Un membre seulement dans le nouveau compartiment suffit pour que je le remarque. Je pense que j'arriverais à le repérer dans une foule compacte, lors d'un concert ou un truc du genre, quand bien même il n'y poserait jamais les pieds. Il y a quelque chose qui me relie à lui, plus qu'une intuition. Je le sens avant de le voir, je capte son aura, sa candeur. Je discerne son parfum parmi tous les autres, je reconnais son chagrin et sa bonté, bien camouflée.
Il y a bien un truc de magique, non ?
Qu'importe, magie ou non, il est à quelques mètres de moi. Je discerne ses cheveux hirsutes couleur du charbon, souvenir d'un travail harassant mais d'un âge d'or. Rien qu'une dizaine de pas, et je pourrai enfin me libérer. C'est un sentiment extrêmement égoïste l'amour, pas vrai ?
Rien que cinq grandes enjambées me suffisent pour rejoindre son siège. Je me suis montré empressé, une fois de plus. Ma hâte me perdra.
Il ne m'a pas encore remarqué, ce n'est qu'une question de secondes. Ses yeux sont à moitié clos, sa bouche entrouverte murmure en silence les paroles de la musique diffusée par son casque qui le maintient dans sa bulle, rassurante.

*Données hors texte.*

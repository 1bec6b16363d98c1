use thiserror::Error;

/// Money is held as integer cents, so €150.00 is 15000.
pub type Cents = i64;

#[derive(Debug, Clone, PartialEq, Eq, Error)]
pub enum ParseCentsError {
    #[error("invalid money format: {0:?}")]
    InvalidFormat(String),
    #[error("amount out of range: {0:?}")]
    OutOfRange(String),
}

/// Format cents as a two-decimal string.
/// Example: 15000 -> "150.00", -1 -> "-0.01"
pub fn format_cents(cents: Cents) -> String {
    let sign = if cents < 0 { "-" } else { "" };
    let abs = cents.unsigned_abs();
    format!("{}{}.{:02}", sign, abs / 100, abs % 100)
}

/// Parse a decimal string into cents. Digits past the second decimal place
/// are truncated.
/// Example: "50" -> 5000, "12.5" -> 1250, ".75" -> 75
pub fn parse_cents(input: &str) -> Result<Cents, ParseCentsError> {
    let trimmed = input.trim();
    let invalid = || ParseCentsError::InvalidFormat(input.to_string());
    let overflow = || ParseCentsError::OutOfRange(input.to_string());

    let (negative, digits) = match trimmed.strip_prefix('-') {
        Some(rest) => (true, rest),
        None => (false, trimmed),
    };

    let (units_str, decimal_str) = digits.split_once('.').unwrap_or((digits, ""));
    if units_str.is_empty() && decimal_str.is_empty() {
        return Err(invalid());
    }
    let all_digits = |s: &str| s.chars().all(|c| c.is_ascii_digit());
    if !all_digits(units_str) || !all_digits(decimal_str) {
        return Err(invalid());
    }

    let units: i64 = if units_str.is_empty() {
        0
    } else {
        units_str.parse().map_err(|_| overflow())?
    };

    let fraction: i64 = match decimal_str.len() {
        0 => 0,
        1 => decimal_str.parse::<i64>().map_err(|_| invalid())? * 10,
        _ => decimal_str[..2].parse().map_err(|_| invalid())?,
    };

    let cents = units
        .checked_mul(100)
        .and_then(|c| c.checked_add(fraction))
        .ok_or_else(overflow)?;
    Ok(if negative { -cents } else { cents })
}

/// One month of interest on `balance` at the annual nominal `annual_rate`,
/// rounded to the nearest cent (half away from zero).
pub fn monthly_interest(balance: Cents, annual_rate: f64) -> Cents {
    (balance as f64 * (annual_rate / 12.0)).round() as Cents
}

Rien que dans sa position et dans ses traits se devine une mélancolie bouleversante, qui a su me retourner tout entier. Mais aussi une délicatesse poignante que je redoute de briser.
Précautionneusement, je pose mes doigts sur les bords de son casque, prenant un grand soin à ne pas effleurer sa peau, bien que je meurs d'envie de le faire, et que j'ai l'intime conviction qu'il m'en laisserait le droit, volontairement. Je souhaite juste réinstaurer la relation de confiance que nous avions, le laisser prendre les devants et me contenter de satisfaire ses désirs tout en palliant ses angoisses.
Je le sens tressaillir sous mon geste. Il sait que quelqu'un est en train de franchir sa protection et faire effondrer sa quiétude, mais il garde son air serein et ses paupières basses. Je ne m'arrête pas, écarte les deux mousses de ses oreilles et repose le bien autour du cou de son propriétaire. Sans aucun contact, toujours.
Le siège est vide à ses côtés, alors je le remplis de ma personne. Nos cuisses se frôlent et mes poils s'hérissent à cette caresse involontaire. Yoongi a dû le sentir lui-aussi, car un doux sourire vient courir sur ses lèvres et une rougeur poudrer ses joues.
« - J'espérais que tu viendrais, souffle-t-il en recouvrant la vue. »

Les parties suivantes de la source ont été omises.